Now that modern life is a nonsensical, crumbling hellscape, it’s hard not to look back with a major eye roll. Remember when Teen Talk Barbie said “Math is hard!” and everyone lost their minds over what it would do to the children? OK, the Barbie thing is actually bugging me all over again. But my larger point stands: We are fretting on a whole new frequency now. A national habituation to mass death? Arguments about whether science is real? Sprawling fires burning one side of the country? What is all of that doing to the children?
Meanwhile, our worries won’t hold still. As other calamities reared up alongside the pandemic — police violence, wildfires, fraying democracy — fears befitting those took shape, too. One mother told me that the past two months in California have her worrying about her kids’ climatological well-being on an entirely new level. It was a little abstract before, she said. It’s not abstract anymore.
Then there’s the demented new pace with which huge crises now vanish from the headlines, nudged aside by the next crazy story.

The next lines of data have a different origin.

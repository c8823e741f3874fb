pub mod bottom_bar;
pub mod connection;
pub mod event_feed;
pub mod forms;
pub mod top;
pub mod util;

What will it do to kids’ sense of proportion, to their internal metabolisms when hugely significant events no longer make a dent in reality?
A father told me he doesn’t have new worries so much as a new catastrophic backdrop for his old ones. Suddenly his daughter’s interest in dumb romance novels feels not just like a subpar literary habit, but at odds with the global state of affairs.
Worry is devotion curdled into fear. It is also misplaced half the time. Who knows, maybe we’ll look back and observe gratefully that we jettisoned some of our dumber baggage during this phase — say, preoccupations over our kids’ professional achievements or social skills. Maybe that’s how progress happens sometimes: You trade old worries for new ones, and one day you can’t even remember why Sally’s skirt had to go past her knees.
I recently came across a poll from 2018 — sponsored by, of all places, the Lice Clinics of America — reporting that the average parent spent up to five hours a day worrying about their kids. What were we so worked up about? Participation trophies? What college they would go to? Sagging pants? These concerns feel faded to the point of being dreamlike.